** Problem requirements **
Reproduce the records word for word, from the first line to the line containing "if self.player.mp <".

** Records for the task **
use super::{castable_spells, Battle, BattleEvent};
use crate::buff::{BuffModifiers, ModifierKey};
use crate::data::SpellKind;
use rand::Rng;
use tracing::debug;

/// Buff length for effects that do not name one
const MIN_BUFF_DURATION: i32 = 3;

impl<'a, R: Rng> Battle<'a, R> {
    pub(crate) fn cast_spell(&mut self, spell_id: &str) {
        let data = self.data;
        let Some(weapon) = self.player.equipment.weapon.clone() else {
            return self.lose_turn("You need a magic weapon to cast spells.".to_string());
        };
        let Some((_, spell)) = castable_spells(self.player, data)
            .into_iter()
            .find(|(id, _)| *id == spell_id)
        else {
            return self.lose_turn(format!("{} cannot channel '{}'.", data.item_name(&weapon), spell_id));
        };
        if self.player.mp < spell.mp_cost {
            return self.lose_turn(format!("Not enough MP for {}.", spell.name));
        }

        self.player.mp -= spell.mp_cost;
        debug!(spell = %spell_id, mp_cost = spell.mp_cost, kind = ?spell.kind, "spell cast");

        match spell.kind {
            SpellKind::Damage => {
                let damage = self.hit_foe(spell.power + self.player.effective_attack() / 2);
                self.report.push(BattleEvent::SpellDamage {
                    spell: spell.name.clone(),
                    damage,
                });
                self.note_effects(&spell.name, &spell.effects);
            }
            SpellKind::Heal => {
                let healed = self.player.heal(spell.power);
                self.report.push(BattleEvent::SpellHeal {
                    spell: spell.name.clone(),
                    healed,
                });
                for effect_id in &spell.effects {
                    let Some(effect) = data.effects.get(effect_id) else {
                        continue;
                    };
                    let regenerates = effect
                        .numeric(ModifierKey::HealPerTurn.as_str())
                        .is_some_and(|amount| amount > 0.0);
                    if effect.kind == "healing_over_time" && regenerates {
                        let duration = effect.duration.unwrap_or(MIN_BUFF_DURATION);
                        self.grant_buff(
                            effect_display(effect_id, &effect.name),
                            duration,
                            effect.modifiers(),
                        );
                    } else {
                        self.note_effect(&spell.name, effect_id);
                    }
                }
            }
            SpellKind::Buff => {
                for effect_id in &spell.effects {
                    let (modifiers, duration, name) = match data.effects.get(effect_id) {
                        Some(effect) => (
                            effect.modifiers(),
                            effect
                                .duration
                                .unwrap_or_else(|| spell.power.max(MIN_BUFF_DURATION)),
                            effect_display(effect_id, &effect.name),
                        ),
                        None => (
                            BuffModifiers::new(),
                            spell.power.max(MIN_BUFF_DURATION),
                            effect_id.as_str(),
                        ),
                    };
                    self.grant_buff(name, duration, modifiers);
                }
            }
            SpellKind::Debuff => self.note_effects(&spell.name, &spell.effects),
            SpellKind::Unknown => {
                self.player.mp += spell.mp_cost;
                self.report.push(BattleEvent::SpellFizzled {
                    spell: spell.name.clone(),
                });
            }
        }
    }

    /// Log effects that only color the narration
    fn note_effects(&mut self, spell: &str, effects: &[String]) {
        for effect_id in effects {
            self.note_effect(spell, effect_id);
        }
    }

    fn note_effect(&mut self, spell: &str, effect_id: &str) {
        let effect = match self.data.effects.get(effect_id) {
            Some(def) => effect_display(effect_id, &def.name).to_string(),
            None => effect_id.to_string(),
        };
        self.report.push(BattleEvent::SpellEffect {
            spell: spell.to_string(),
            effect,
        });
    }
}

fn effect_display<'s>(id: &'s str, name: &'s str) -> &'s str {
    if name.is_empty() {
        id
    } else {
        name
    }
}
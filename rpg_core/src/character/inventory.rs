//! Inventory - ordered multiset of item ids

use crate::character::Character;
use crate::data::{ConsumableEffect, GameData, ItemDef};
use serde::{Deserialize, Serialize};
use thiserror::Error;
use tracing::debug;

#[derive(Debug, Clone, Default, PartialEq, Eq, Serialize, Deserialize)]
#[serde(transparent)]
pub struct Inventory(Vec<String>);

impl Inventory {
    pub fn new() -> Self {
        Self::default()
    }

    pub fn add(&mut self, item_id: impl Into<String>) {
        self.0.push(item_id.into());
    }

    /// Remove the first copy of an item
    pub fn remove_one(&mut self, item_id: &str) -> bool {
        match self.0.iter().position(|id| id == item_id) {
            Some(idx) => {
                self.0.remove(idx);
                true
            }
            None => false,
        }
    }

    pub fn contains(&self, item_id: &str) -> bool {
        self.0.iter().any(|id| id == item_id)
    }

    pub fn count(&self, item_id: &str) -> u32 {
        self.0.iter().filter(|id| *id == item_id).count() as u32
    }

    pub fn iter(&self) -> std::slice::Iter<'_, String> {
        self.0.iter()
    }

    pub fn len(&self) -> usize {
        self.0.len()
    }

    pub fn is_empty(&self) -> bool {
        self.0.is_empty()
    }

    /// Consumable items held, one entry per copy, in acquisition order
    pub fn consumables<'a>(&'a self, data: &'a GameData) -> Vec<(&'a str, &'a ItemDef)> {
        self.0
            .iter()
            .filter_map(|id| {
                data.item(id)
                    .filter(|item| item.is_consumable())
                    .map(|item| (id.as_str(), item))
            })
            .collect()
    }
}

impl From<Vec<String>> for Inventory {
    fn from(items: Vec<String>) -> Self {
        Inventory(items)
    }
}

#[derive(Error, Debug, Clone, PartialEq, Eq)]
pub enum UseItemError {
    #[error("no '{0}' in inventory")]
    NotCarried(String),
    #[error("'{0}' cannot be used")]
    NotConsumable(String),
}

/// What drinking or eating an item restored
#[derive(Debug, Clone, PartialEq, Eq)]
pub struct ItemUse {
    pub item_id: String,
    pub healed: i32,
    pub mp_restored: i32,
}

impl Character {
    /// Consume one copy of a consumable and apply its effect
    pub fn use_item(&mut self, item_id: &str, data: &GameData) -> Result<ItemUse, UseItemError> {
        if !self.inventory.contains(item_id) {
            return Err(UseItemError::NotCarried(item_id.to_string()));
        }
        let item = data
            .item(item_id)
            .filter(|item| item.is_consumable())
            .ok_or_else(|| UseItemError::NotConsumable(item_id.to_string()))?;

        let mut used = ItemUse {
            item_id: item_id.to_string(),
            healed: 0,
            mp_restored: 0,
        };
        match item.effect {
            Some(ConsumableEffect::Heal) => used.healed = self.heal(item.value),
            Some(ConsumableEffect::MpRestore) => used.mp_restored = self.restore_mp(item.value),
            Some(ConsumableEffect::Other) | None => {}
        }
        self.inventory.remove_one(item_id);
        debug!(item = %item_id, healed = used.healed, mp = used.mp_restored, "item used");
        Ok(used)
    }
}

#[cfg(test)]
mod tests {
    use super::*;
    use crate::testing::{sample_data, warrior};

    #[test]
    fn test_remove_one_keeps_duplicates() {
        let mut inv = Inventory::from(vec![
            "herb".to_string(),
            "health_potion".to_string(),
            "herb".to_string(),
        ]);
        assert!(inv.remove_one("herb"));
        assert_eq!(inv.count("herb"), 1);
        assert_eq!(inv.iter().next().map(String::as_str), Some("health_potion"));
        assert!(!inv.remove_one("dragon_scale"));
    }

    #[test]
    fn test_consumables_filter() {
        let data = sample_data();
        let inv = Inventory::from(vec![
            "herb".to_string(),
            "mana_potion".to_string(),
            "rusty_sword".to_string(),
        ]);
        let consumables: Vec<_> = inv.consumables(&data).into_iter().map(|(id, _)| id).collect();
        assert_eq!(consumables, vec!["mana_potion"]);
    }

    #[test]
    fn test_use_item_heals_and_consumes() {
        let data = sample_data();
        let mut hero = warrior(&data);
        hero.inventory.add("health_potion");
        hero.inventory.add("health_potion");
        hero.hp = 10;

        let used = hero.use_item("health_potion", &data).unwrap();
        assert_eq!(used.healed, 30);
        assert_eq!(hero.hp, 40);
        assert_eq!(hero.inventory.count("health_potion"), 1);
    }

    #[test]
    fn test_use_item_refusals_leave_state() {
        let data = sample_data();
        let mut hero = warrior(&data);
        hero.inventory.add("herb");

        assert_eq!(
            hero.use_item("mana_potion", &data).unwrap_err(),
            UseItemError::NotCarried("mana_potion".to_string())
        );
        assert_eq!(
            hero.use_item("herb", &data).unwrap_err(),
            UseItemError::NotConsumable("herb".to_string())
        );
        assert_eq!(hero.inventory.count("herb"), 1);
    }
}
//! Line-based prompts on stdin/stdout

use std::io::{self, BufRead, StdinLock, Write};

pub struct Prompt {
    lines: io::Lines<StdinLock<'static>>,
}

impl Prompt {
    pub fn stdin() -> Self {
        Prompt {
            lines: io::stdin().lock().lines(),
        }
    }

    /// Ask a question; `None` once stdin is closed
    pub fn ask(&mut self, question: &str) -> Option<String> {
        print!("{} ", question);
        let _ = io::stdout().flush();
        match self.lines.next() {
            Some(Ok(line)) => Some(line.trim().to_string()),
            _ => None,
        }
    }

    /// Pick an entry from a numbered list; blank or out-of-range input picks nothing
    pub fn choose<'a, T>(&mut self, title: &str, options: &'a [T], label: impl Fn(&T) -> String) -> Option<&'a T> {
        if options.is_empty() {
            println!("Nothing to choose from.");
            return None;
        }
        println!("{}", title);
        for (idx, option) in options.iter().enumerate() {
            println!("  {}) {}", idx + 1, label(option));
        }
        let answer = self.ask(">")?;
        let idx: usize = answer.parse().ok()?;
        options.get(idx.checked_sub(1)?)
    }
}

** Answer space **
use super::{castable_spells, Battle, BattleEvent};
use crate::buff::{BuffModifiers, ModifierKey};
use crate::data::SpellKind;
use rand::Rng;
use tracing::debug;

/// Buff length for effects that do not name one
const MIN_BUFF_DURATION: i32 = 3;

impl<'a, R: Rng> Battle<'a, R> {
    pub(crate) fn cast_spell(&mut self, spell_id: &str) {
        let data = self.data;
        let Some(weapon) = self.player.equipment.weapon.clone() else {
            return self.lose_turn("You need a magic weapon to cast spells.".to_string());
        };
        let Some((_, spell)) = castable_spells(self.player, data)
            .into_iter()
            .find(|(id, _)| *id == spell_id)
        else {
            return self.lose_turn(format!("{} cannot channel '{}'.", data.item_name(&weapon), spell_id));
        };
        if self.player.mp < spell.mp_cost {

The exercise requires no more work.